## WHAT YOU HAVE TO DO:
Retype all the records with nothing changed.

Dataset records

--------------------------------------------------

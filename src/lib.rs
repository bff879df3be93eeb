//! sitedb - Multi-Backend Persistence for a Site CMS
//!
//! This crate lets the same content-management handlers run unmodified on
//! MySQL, PostgreSQL or an embedded SQLite snapshot file. It can be used as a
//! library, or run as a standalone binary with the `sitedb` executable.
//!
//! # Architecture
//!
//! - **Config**: YAML configuration with environment expansion
//! - **Storage**: Dialect translation, engine adapters, unified statements and
//!   lazy initialization
//!
//! # Example
//!
//! ```rust,no_run
//! use sitedb::{BackendKind, Storage, StorageBuilder, params};
//!
//! #[tokio::main]
//! async fn main() -> Result<(), sitedb::StorageError> {
//!     let storage = Storage::new(StorageBuilder::new(BackendKind::Sqlite).path("data/site.db"));
//!     let db = storage.init().await?;
//!     sitedb::storage::schema::init_schema(&db).await?;
//!
//!     let created = db
//!         .prepare("INSERT INTO projects (title, slug) VALUES (?, ?)")
//!         .run(params!["Portfolio", "portfolio"])
//!         .await?;
//!     let row = db
//!         .prepare("SELECT * FROM projects WHERE id = ?")
//!         .get(params![created.inserted_id])
//!         .await?;
//!     println!("{row:?}");
//!     Ok(())
//! }
//! ```

pub mod config;
pub mod storage;

pub use storage::{
    BackendKind, Database, Row, RunResult, Statement, Storage, StorageBuilder, StorageError, Value,
};
//! Configuration errors and the string helpers used while loading it.
//!
//! Connection URLs usually carry credentials, so config files reference them
//! through `${VAR}` placeholders that [`expand_env_vars`] fills in before the
//! YAML is parsed.

use std::path::PathBuf;
use std::sync::LazyLock;
use std::time::Duration;

use regex::{Captures, Regex};
use thiserror::Error;

/// Configuration error types.
#[derive(Debug, Error)]
pub enum ConfigError {
    /// The configuration file could not be read.
    #[error("failed to read config file '{}': {source}", path.display())]
    Read {
        path: PathBuf,
        #[source]
        source: std::io::Error,
    },

    /// The YAML is malformed or names an unknown driver.
    #[error("failed to parse config: {0}")]
    Parse(#[from] serde_yaml::Error),

    /// A setting is missing or inconsistent with the selected driver.
    #[error("invalid config: {0}")]
    Invalid(String),
}

/// `${NAME}` or `${NAME:-fallback}`.
static ENV_REFERENCE: LazyLock<Regex> = LazyLock::new(|| {
    Regex::new(r"\$\{([A-Za-z_][A-Za-z0-9_]*)(?::-([^}]*))?\}")
        .expect("env reference pattern is valid")
});

/// Parse a human-readable timeout such as `30s`, `500ms` or `1m 30s`.
///
/// ```
/// use sitedb::config::parse_duration;
///
/// assert_eq!(parse_duration("30s").unwrap().as_secs(), 30);
/// assert!(parse_duration("30").is_err());
/// ```
pub fn parse_duration(s: &str) -> Result<Duration, String> {
    humantime::parse_duration(s.trim()).map_err(|e| format!("invalid duration '{s}': {e}"))
}

/// Replace `${NAME}` / `${NAME:-fallback}` with the environment value.
///
/// An unset variable takes its fallback, or the empty string; a database URL
/// left empty this way is then reported as missing by validation.
pub fn expand_env_vars(input: &str) -> String {
    ENV_REFERENCE
        .replace_all(input, |caps: &Captures| {
            std::env::var(&caps[1])
                .ok()
                .or_else(|| caps.get(2).map(|m| m.as_str().to_string()))
                .unwrap_or_default()
        })
        .into_owned()
}

#[cfg(test)]
mod tests {
    use super::*;

    #[test]
    fn test_parse_duration_timeouts() {
        assert_eq!(parse_duration("30s").unwrap(), Duration::from_secs(30));
        assert_eq!(parse_duration(" 5s ").unwrap(), Duration::from_secs(5));
        assert_eq!(parse_duration("1m 30s").unwrap(), Duration::from_secs(90));
    }

    #[test]
    fn test_parse_duration_rejects_missing_unit() {
        let err = parse_duration("30").unwrap_err();
        assert!(err.contains("'30'"), "{err}");
        assert!(parse_duration("").is_err());
        assert!(parse_duration("   ").is_err());
    }

    #[test]
    fn test_unset_reference_takes_fallback() {
        let yaml = "url: ${SITEDB_UNSET_DB_URL_12345:-postgres://localhost/site}";
        assert_eq!(expand_env_vars(yaml), "url: postgres://localhost/site");

        let yaml = "url: '${SITEDB_UNSET_DB_URL_67890}'";
        assert_eq!(expand_env_vars(yaml), "url: ''");

        // Text without references passes through untouched, `$` included.
        assert_eq!(expand_env_vars("path: $HOME/site.db"), "path: $HOME/site.db");
    }

    #[test]
    fn test_set_reference_wins_over_fallback() {
        // SAFETY: the variable name is unique to this test.
        unsafe {
            std::env::set_var("SITEDB_TEST_EXPAND_PASSWORD", "hunter2");
        }
        let result = expand_env_vars("mysql://cms:${SITEDB_TEST_EXPAND_PASSWORD:-none}@db/site");
        assert_eq!(result, "mysql://cms:hunter2@db/site");
        // SAFETY: as above.
        unsafe {
            std::env::remove_var("SITEDB_TEST_EXPAND_PASSWORD");
        }
    }

    #[test]
    fn test_read_error_names_file() {
        let err = ConfigError::Read {
            path: PathBuf::from("configs/missing.yaml"),
            source: std::io::Error::from(std::io::ErrorKind::NotFound),
        };
        assert!(err.to_string().contains("configs/missing.yaml"));
    }
}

--------------------------------------------------

## RESPONSE AREA:
filename src/lib.rs
repository bff879df3be93eeb
//! sitedb - Multi-Backend Persistence for a Site CMS
//!
//! This crate lets the same content-management handlers run unmodified on
//! MySQL, PostgreSQL or an embedded SQLite snapshot file. It can be used as a
//! library, or run as a standalone binary with the `sitedb` executable.
//!
//! # Architecture
//!
//! - **Config**: YAML configuration with environment expansion
//! - **Storage**: Dialect translation, engine adapters, unified statements and
//!   lazy initialization
//!
//! # Example
//!
//! ```rust,no_run
//! use sitedb::{BackendKind, Storage, StorageBuilder, params};
//!
//! #[tokio::main]
//! async fn main() -> Result<(), sitedb::StorageError> {
//!     let storage = Storage::new(StorageBuilder::new(BackendKind::Sqlite).path("data/site.db"));
//!     let db = storage.init().await?;
//!     sitedb::storage::schema::init_schema(&db).await?;
//!
//!     let created = db
//!         .prepare("INSERT INTO projects (title, slug) VALUES (?, ?)")
//!         .run(params!["Portfolio", "portfolio"])
//!         .await?;
//!     let row = db
//!         .prepare("SELECT * FROM projects WHERE id = ?")
//!         .get(params![created.inserted_id])
//!         .await?;
//!     println!("{row:?}");
//!     Ok(())
//! }
//! ```

pub mod config;
pub mod storage;

pub use storage::{
    BackendKind, Database, Row, RunResult, Statement, Storage, StorageBuilder, StorageError, Value,
};
//! Configuration errors and the string helpers used while loading it.
//!
//! Connection URLs usually carry credentials, so config files reference them
//! through `${VAR}` placeholders that [`expand_env_vars`] fills in before the
//! YAML is parsed.

use std::path::PathBuf;
use std::sync::LazyLock;
use std::time::Duration;

use regex::{Captures, Regex};
use thiserror::Error;

/// Configuration error types.
#[derive(Debug, Error)]
pub enum ConfigError {
    /// The configuration file could not be read.
    #[error("failed to read config file '{}': {source}", path.display())]
    Read {
        path: PathBuf,
        #[source]
        source: std::io::Error,
    },

    /// The YAML is malformed or names an unknown driver.
    #[error("failed to parse config: {0}")]
    Parse(#[from] serde_yaml::Error),

    /// A setting is missing or inconsistent with the selected driver.
    #[error("invalid config: {0}")]
    Invalid(String),
}

/// `${NAME}` or `${NAME:-fallback}`.
static ENV_REFERENCE: LazyLock<Regex> = LazyLock::new(|| {
    Regex::new(r"\$\{([A-Za-z_][A-Za-z0-9_]*)(?::-([^}]*))?\}")
        .expect("env reference pattern is valid")
});

/// Parse a human-readable timeout such as `30s`, `500ms` or `1m 30s`.
///
/// ```
/// use sitedb::config::parse_duration;
///
/// assert_eq!(parse_duration("30s").unwrap().as_secs(), 30);
/// assert!(parse_duration("30").is_err());
/// ```
pub fn parse_duration(s: &str) -> Result<Duration, String> {
    humantime::parse_duration(s.trim()).map_err(|e| format!("invalid duration '{s}': {e}"))
}

/// Replace `${NAME}` / `${NAME:-fallback}` with the environment value.
///
/// An unset variable takes its fallback, or the empty string; a database URL
/// left empty this way is then reported as missing by validation.
pub fn expand_env_vars(input: &str) -> String {
    ENV_REFERENCE
        .replace_all(input, |caps: &Captures| {
            std::env::var(&caps[1])
                .ok()
                .or_else(|| caps.get(2).map(|m| m.as_str().to_string()))
                .unwrap_or_default()
        })
        .into_owned()
}

#[cfg(test)]
mod tests {
    use super::*;

    #[test]
    fn test_parse_duration_timeouts() {
        assert_eq!(parse_duration("30s").unwrap(), Duration::from_secs(30));
        assert_eq!(parse_duration(" 5s ").unwrap(), Duration::from_secs(5));
        assert_eq!(parse_duration("1m 30s").unwrap(), Duration::from_secs(90));
    }

    #[test]
    fn test_parse_duration_rejects_missing_unit() {
        let err = parse_duration("30").unwrap_err();
        assert!(err.contains("'30'"), "{err}");
        assert!(parse_duration("").is_err());
        assert!(parse_duration("   ").is_err());
    }

    #[test]
    fn test_unset_reference_takes_fallback() {
        let yaml = "url: ${SITEDB_UNSET_DB_URL_12345:-postgres://localhost/site}";
        assert_eq!(expand_env_vars(yaml), "url: postgres://localhost/site");

        let yaml = "url: '${SITEDB_UNSET_DB_URL_67890}'";
        assert_eq!(expand_env_vars(yaml), "url: ''");

        // Text without references passes through untouched, `$` included.
        assert_eq!(expand_env_vars("path: $HOME/site.db"), "path: $HOME/site.db");
    }

    #[test]
    fn test_set_reference_wins_over_fallback() {
        // SAFETY: the variable name is unique to this test.
        unsafe {
            std::env::set_var("SITEDB_TEST_EXPAND_PASSWORD", "hunter2");
        }
        let result = expand_env_vars("mysql://cms:${SITEDB_TEST_EXPAND_PASSWORD:-none}@db/site");
        assert_eq!(result, "mysql://cms:hunter2@db/site");
        // SAFETY: as above.
        unsafe {
            std::env::remove_var("SITEDB_TEST_EXPAND_PASSWORD");
        }
    }

    #[test]
    fn test_read_error_names_file() {
        let err = ConfigError::Read {
            path: PathBuf::from("configs/missing.yaml"),
            source: std::io::Error::from(std::io::ErrorKind::NotFound),
        };
        assert!(err.to_string().contains("configs/missing.yaml"));
    }
}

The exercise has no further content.